Would you please write out the records below exactly as they appear?

++++++++

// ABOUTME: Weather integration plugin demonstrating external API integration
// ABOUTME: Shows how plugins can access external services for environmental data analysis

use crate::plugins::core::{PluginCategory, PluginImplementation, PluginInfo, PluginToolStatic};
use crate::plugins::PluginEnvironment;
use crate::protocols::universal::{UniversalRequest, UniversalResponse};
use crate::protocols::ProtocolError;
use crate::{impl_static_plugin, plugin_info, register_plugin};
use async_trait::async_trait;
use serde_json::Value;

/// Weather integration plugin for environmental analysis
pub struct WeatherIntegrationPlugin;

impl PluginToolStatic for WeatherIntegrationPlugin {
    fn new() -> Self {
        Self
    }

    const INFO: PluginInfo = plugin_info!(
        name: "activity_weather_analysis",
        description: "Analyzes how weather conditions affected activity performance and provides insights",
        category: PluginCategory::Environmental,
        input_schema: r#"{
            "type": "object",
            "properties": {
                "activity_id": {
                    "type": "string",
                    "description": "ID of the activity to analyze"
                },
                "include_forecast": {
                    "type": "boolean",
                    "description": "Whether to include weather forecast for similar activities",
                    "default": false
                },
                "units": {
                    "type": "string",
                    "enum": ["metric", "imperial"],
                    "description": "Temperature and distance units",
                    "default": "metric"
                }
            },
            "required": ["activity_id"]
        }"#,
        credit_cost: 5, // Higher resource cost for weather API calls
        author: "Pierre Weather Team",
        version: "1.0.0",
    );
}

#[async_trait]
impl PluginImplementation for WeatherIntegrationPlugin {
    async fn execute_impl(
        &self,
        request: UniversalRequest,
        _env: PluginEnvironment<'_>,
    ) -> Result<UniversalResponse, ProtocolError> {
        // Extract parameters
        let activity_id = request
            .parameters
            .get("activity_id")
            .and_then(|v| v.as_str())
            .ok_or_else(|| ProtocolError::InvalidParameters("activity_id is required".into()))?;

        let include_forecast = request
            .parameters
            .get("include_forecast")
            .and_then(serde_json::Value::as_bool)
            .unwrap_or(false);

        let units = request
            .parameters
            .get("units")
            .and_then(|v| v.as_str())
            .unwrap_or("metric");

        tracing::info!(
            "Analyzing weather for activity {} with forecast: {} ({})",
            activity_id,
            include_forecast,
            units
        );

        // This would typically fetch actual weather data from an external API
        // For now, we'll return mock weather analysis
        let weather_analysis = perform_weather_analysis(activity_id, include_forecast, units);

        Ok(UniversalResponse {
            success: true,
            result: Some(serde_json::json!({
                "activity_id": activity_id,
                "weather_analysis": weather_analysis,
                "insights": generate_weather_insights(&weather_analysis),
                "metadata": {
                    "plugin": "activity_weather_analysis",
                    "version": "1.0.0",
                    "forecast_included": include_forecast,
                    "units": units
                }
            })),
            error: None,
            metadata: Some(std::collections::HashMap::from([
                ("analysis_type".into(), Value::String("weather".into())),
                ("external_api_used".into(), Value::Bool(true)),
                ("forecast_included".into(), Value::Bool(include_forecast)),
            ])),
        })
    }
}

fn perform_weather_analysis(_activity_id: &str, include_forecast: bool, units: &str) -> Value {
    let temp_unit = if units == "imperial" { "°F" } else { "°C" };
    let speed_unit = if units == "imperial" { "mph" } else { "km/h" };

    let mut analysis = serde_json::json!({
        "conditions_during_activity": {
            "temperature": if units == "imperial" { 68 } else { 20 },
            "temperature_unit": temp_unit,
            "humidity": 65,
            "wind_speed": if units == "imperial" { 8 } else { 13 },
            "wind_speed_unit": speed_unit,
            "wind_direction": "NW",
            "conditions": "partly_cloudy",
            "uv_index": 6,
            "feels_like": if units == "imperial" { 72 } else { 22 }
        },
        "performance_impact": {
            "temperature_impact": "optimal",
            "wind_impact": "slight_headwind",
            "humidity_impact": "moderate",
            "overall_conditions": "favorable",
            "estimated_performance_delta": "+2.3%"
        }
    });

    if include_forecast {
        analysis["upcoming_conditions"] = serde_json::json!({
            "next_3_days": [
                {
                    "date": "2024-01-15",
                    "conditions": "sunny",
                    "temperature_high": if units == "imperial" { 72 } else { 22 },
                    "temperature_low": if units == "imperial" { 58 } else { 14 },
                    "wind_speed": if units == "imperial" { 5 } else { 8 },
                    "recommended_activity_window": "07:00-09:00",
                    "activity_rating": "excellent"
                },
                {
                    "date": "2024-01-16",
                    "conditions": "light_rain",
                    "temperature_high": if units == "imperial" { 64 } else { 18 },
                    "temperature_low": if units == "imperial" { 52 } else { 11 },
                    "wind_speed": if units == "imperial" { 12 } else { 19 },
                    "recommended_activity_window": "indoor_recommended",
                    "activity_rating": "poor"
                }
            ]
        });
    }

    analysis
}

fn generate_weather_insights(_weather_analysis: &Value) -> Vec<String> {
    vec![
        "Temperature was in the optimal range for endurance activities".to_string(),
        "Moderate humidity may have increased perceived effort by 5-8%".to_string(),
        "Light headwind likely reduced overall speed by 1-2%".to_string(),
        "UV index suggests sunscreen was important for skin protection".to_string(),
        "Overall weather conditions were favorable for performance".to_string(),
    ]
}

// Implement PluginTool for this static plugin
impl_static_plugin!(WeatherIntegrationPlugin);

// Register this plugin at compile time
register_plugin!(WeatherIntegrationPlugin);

++++++++

» **Output for this exercise**
// ABOUTME: Weather integration plugin demonstrating external API integration
// ABOUTME: Shows how plugins can access external services for environmental data analysis

use crate::plugins::core::{PluginCategory, PluginImplementation, PluginInfo, PluginToolStatic};
use crate::plugins::PluginEnvironment;
use crate::protocols::universal::{UniversalRequest, UniversalResponse};
use crate::protocols::ProtocolError;
use crate::{impl_static_plugin, plugin_info, register_plugin};
use async_trait::async_trait;
use serde_json::Value;

/// Weather integration plugin for environmental analysis
pub struct WeatherIntegrationPlugin;

impl PluginToolStatic for WeatherIntegrationPlugin {
    fn new() -> Self {
        Self
    }

    const INFO: PluginInfo = plugin_info!(
        name: "activity_weather_analysis",
        description: "Analyzes how weather conditions affected activity performance and provides insights",
        category: PluginCategory::Environmental,
        input_schema: r#"{
            "type": "object",
            "properties": {
                "activity_id": {
                    "type": "string",
                    "description": "ID of the activity to analyze"
                },
                "include_forecast": {
                    "type": "boolean",
                    "description": "Whether to include weather forecast for similar activities",
                    "default": false
                },
                "units": {
                    "type": "string",
                    "enum": ["metric", "imperial"],
                    "description": "Temperature and distance units",
                    "default": "metric"
                }
            },
            "required": ["activity_id"]
        }"#,
        credit_cost: 5, // Higher resource cost for weather API calls
        author: "Pierre Weather Team",
        version: "1.0.0",
    );
}

#[async_trait]
impl PluginImplementation for WeatherIntegrationPlugin {
    async fn execute_impl(
        &self,
        request: UniversalRequest,
        _env: PluginEnvironment<'_>,
    ) -> Result<UniversalResponse, ProtocolError> {
        // Extract parameters
        let activity_id = request
            .parameters
            .get("activity_id")
            .and_then(|v| v.as_str())
            .ok_or_else(|| ProtocolError::InvalidParameters("activity_id is required".into()))?;

        let include_forecast = request
            .parameters
            .get("include_forecast")
            .and_then(serde_json::Value::as_bool)
            .unwrap_or(false);

        let units = request
            .parameters
            .get("units")
            .and_then(|v| v.as_str())
            .unwrap_or("metric");

        tracing::info!(
            "Analyzing weather for activity {} with forecast: {} ({})",
            activity_id,
            include_forecast,
            units
        );

        // This would typically fetch actual weather data from an external API
        // For now, we'll return mock weather analysis
        let weather_analysis = perform_weather_analysis(activity_id, include_forecast, units);

        Ok(UniversalResponse {
            success: true,
            result: Some(serde_json::json!({
                "activity_id": activity_id,
                "weather_analysis": weather_analysis,
                "insights": generate_weather_insights(&weather_analysis),
                "metadata": {
                    "plugin": "activity_weather_analysis",
                    "version": "1.0.0",
                    "forecast_included": include_forecast,
                    "units": units
                }
            })),
            error: None,
            metadata: Some(std::collections::HashMap::from([
                ("analysis_type".into(), Value::String("weather".into())),
                ("external_api_used".into(), Value::Bool(true)),
                ("forecast_included".into(), Value::Bool(include_forecast)),
            ])),
        })
    }
}

fn perform_weather_analysis(_activity_id: &str, include_forecast: bool, units: &str) -> Value {
    let temp_unit = if units == "imperial" { "°F" } else { "°C" };
    let speed_unit = if units == "imperial" { "mph" } else { "km/h" };

    let mut analysis = serde_json::json!({
        "conditions_during_activity": {
            "temperature": if units == "imperial" { 68 } else { 20 },
            "temperature_unit": temp_unit,
            "humidity": 65,
            "wind_speed": if units == "imperial" { 8 } else { 13 },
            "wind_speed_unit": speed_unit,
            "wind_direction": "NW",
            "conditions": "partly_cloudy",
            "uv_index": 6,
            "feels_like": if units == "imperial" { 72 } else { 22 }
        },
        "performance_impact": {
            "temperature_impact": "optimal",
            "wind_impact": "slight_headwind",
            "humidity_impact": "moderate",
            "overall_conditions": "favorable",
            "estimated_performance_delta": "+2.3%"
        }
    });

    if include_forecast {
        analysis["upcoming_conditions"] = serde_json::json!({
            "next_3_days": [
                {
                    "date": "2024-01-15",
                    "conditions": "sunny",
                    "temperature_high": if units == "imperial" { 72 } else { 22 },
                    "temperature_low": if units == "imperial" { 58 } else { 14 },
                    "wind_speed": if units == "imperial" { 5 } else { 8 },
                    "recommended_activity_window": "07:00-09:00",
                    "activity_rating": "excellent"
                },
                {
                    "date": "2024-01-16",
                    "conditions": "light_rain",
                    "temperature_high": if units == "imperial" { 64 } else { 18 },
                    "temperature_low": if units == "imperial" { 52 } else { 11 },
                    "wind_speed": if units == "imperial" { 12 } else { 19 },
                    "recommended_activity_window": "indoor_recommended",
                    "activity_rating": "poor"
                }
            ]
        });
    }

    analysis
}

fn generate_weather_insights(_weather_analysis: &Value) -> Vec<String> {
    vec![
        "Temperature was in the optimal range for endurance activities".to_string(),
        "Moderate humidity may have increased perceived effort by 5-8%".to_string(),
        "Light headwind likely reduced overall speed by 1-2%".to_string(),
        "UV index suggests sunscreen was important for skin protection".to_string(),
        "Overall weather conditions were favorable for performance".to_string(),
    ]
}

// Implement PluginTool for this static plugin
impl_static_plugin!(WeatherIntegrationPlugin);

// Register this plugin at compile time
register_plugin!(WeatherIntegrationPlugin);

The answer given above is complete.